In a letter to Dr Susan Mayne, director of the FDA’s Center for Food Safety and Applied Nutrition, the association told the agency: “We respectfully maintain that such products are properly labeled with their ‘common or usual name’ or ’appropriately descriptive term,’ per 21 C.F.R. 101.3(b)(2) and (3), and we note that courts have agreed with this position.”
The letter was sent following the introduction of The Dairy Pride Act– a bill urging the FDA to prohibit terms such as ‘almond milk,’ and ‘vegan cheese’ – and a letter from lawmakers sent to the FDA before Christmas urging it to enforce standards of identity for ‘milk,’ which restrict it to the ‘lacteal secretions’ of cows.

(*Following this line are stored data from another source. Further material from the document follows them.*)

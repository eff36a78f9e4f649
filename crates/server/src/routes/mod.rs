//! HTTP route handlers.
//!
//! # Route Structure
//!
//! ```text
//! GET    /health                - Liveness
//! GET    /health/ready          - Store readiness
//!
//! # Auth
//! POST   /auth/login            - Log in with the admin secret (form: password)
//! POST   /auth/demo             - Enter demo mode, redirect to /admin
//! POST   /auth/logout           - Log out, redirect to /
//!
//! # API
//! GET    /api/session           - Caller's role
//! GET    /api/projects          - Project listing (public)
//! POST   /api/projects          - Create project (admin, multipart)
//! DELETE /api/projects/{id}     - Delete project (admin)
//! GET    /api/messages          - Message inbox (demo or admin)
//! POST   /api/messages          - Contact form (public)
//! DELETE /api/messages/{id}     - Delete message (admin)
//! ```

pub mod auth;
pub mod messages;
pub mod projects;

use axum::{
    Router,
    extract::{DefaultBodyLimit, State},
    http::StatusCode,
    routing::{delete, get, post},
};
use serde::{Deserialize, Serialize};
use tower_sessions::SessionStore;

use crate::middleware::{SessionSettings, with_session_layer};
use crate::state::AppState;

/// Room for multipart boundaries and text fields on top of the file bytes.
const MULTIPART_OVERHEAD_BYTES: usize = 64 * 1024;

/// Result body for form actions.
#[derive(Debug, Clone, PartialEq, Eq, Serialize, Deserialize)]
pub struct ActionResponse {
    pub success: bool,
    pub message: String,
}

impl ActionResponse {
    #[must_use]
    pub fn ok(message: impl Into<String>) -> Self {
        Self {
            success: true,
            message: message.into(),
        }
    }

    #[must_use]
    pub fn failure(message: impl Into<String>) -> Self {
        Self {
            success: false,
            message: message.into(),
        }
    }
}

/// Create the auth routes router.
pub fn auth_routes() -> Router<AppState> {
    Router::new()
        .route("/login", post(auth::login))
        .route("/demo", post(auth::demo))
        .route("/logout", post(auth::logout))
}

/// Create the JSON API router.
///
/// `upload_limit` is the aggregate file limit; the body limit on project
/// creation allows for multipart overhead on top of it so oversized uploads
/// are reported by the upload check rather than cut off mid-stream.
pub fn api_routes(upload_limit: usize) -> Router<AppState> {
    let body_limit = upload_limit.saturating_add(MULTIPART_OVERHEAD_BYTES);

    Router::new()
        .route("/session", get(auth::whoami))
        .route(
            "/projects",
            get(projects::list)
                .post(projects::create)
                .layer(DefaultBodyLimit::max(body_limit)),
        )
        .route("/projects/{id}", delete(projects::delete))
        .route("/messages", get(messages::list).post(messages::create))
        .route("/messages/{id}", delete(messages::delete))
}

/// Build the full application with sessions over `store`.
pub fn app<S>(state: AppState, store: S, settings: &SessionSettings) -> Router
where
    S: SessionStore + Clone,
{
    let router = Router::new()
        .route("/health", get(health))
        .route("/health/ready", get(readiness))
        .nest("/auth", auth_routes())
        .nest("/api", api_routes(state.uploads().limit_bytes()));

    with_session_layer(router, store, settings).with_state(state)
}

/// Liveness health check endpoint.
///
/// Returns "ok" if the server is running. Does not check dependencies.
async fn health() -> &'static str {
    "ok"
}

/// Readiness health check endpoint.
///
/// Returns 503 Service Unavailable if the store is not reachable.
async fn readiness(State(state): State<AppState>) -> StatusCode {
    match state.ping().await {
        Ok(()) => StatusCode::OK,
        Err(e) => {
            tracing::warn!(error = %e, "Readiness check failed");
            StatusCode::SERVICE_UNAVAILABLE
        }
    }
}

Our members seek consistency in their labeling
The PBFA's letter added: “Our members seek consistency in their labeling, especially for emerging food varieties. To help address this, we have begun to:
1. Create a formal standards committee in our association to address labeling and related issues
2. Engage experts with experience in these matters to guide our process
3. Invite all relevant companies in the plant-based foods industry to participate.
“Out of this process we hope to gain important information from industry members, along with other experts, on how to best standardize labeling terminology for many plant-based foods.”
“We reject these attacks by the dairy industry and look forward to a more constructive conversation that ensures consumers are able to access the delicious plant-based options they desire”.
Michele Simon, executive director, Plant Based Foods Association
Consumers choose plant-based foods for multiple reasons
In separate letters to Senator Tammy Baldwin and Representative Peter Welch, who introduced the Dairy Pride Act to the Senate and the House respectively, the PBFA said its members were “eager to achieve consistency in how they label their products,” and that its mission “is simply to ensure a fair and competitive marketplace, a concept we hope you support.”
It added: “Millions of US consumers have already made plant-based foods the functional equivalent of dairy-based products (including milks, cheeses, and yogurts) in their diet, and are actively seeking them out for a variety of reasons including taste, health, allergies, lactose intolerance, environment, and animal welfare.
“We welcome a conversation with you to get your input on how we might be able to reach a solution that works for all food industry sectors.”
IDFA: Milk should be milk
The National Milk Producers Federation and the International Dairy Foods Association, however, argue that they simply want the FDA to enforce standards of identity already enshrined in law that limit the use of dairy terms (milk, cheese, yogurt) to dairy products.
“These plant-based products are imitations, but they are not substitutes for the comprehensive nutrient package offered by real milk,” said Michael Dykes, president and CEO of IDFA.
“The reason we have food standards is to preserve the integrity and consistency of what’s inside the packages. Milk should be milk.”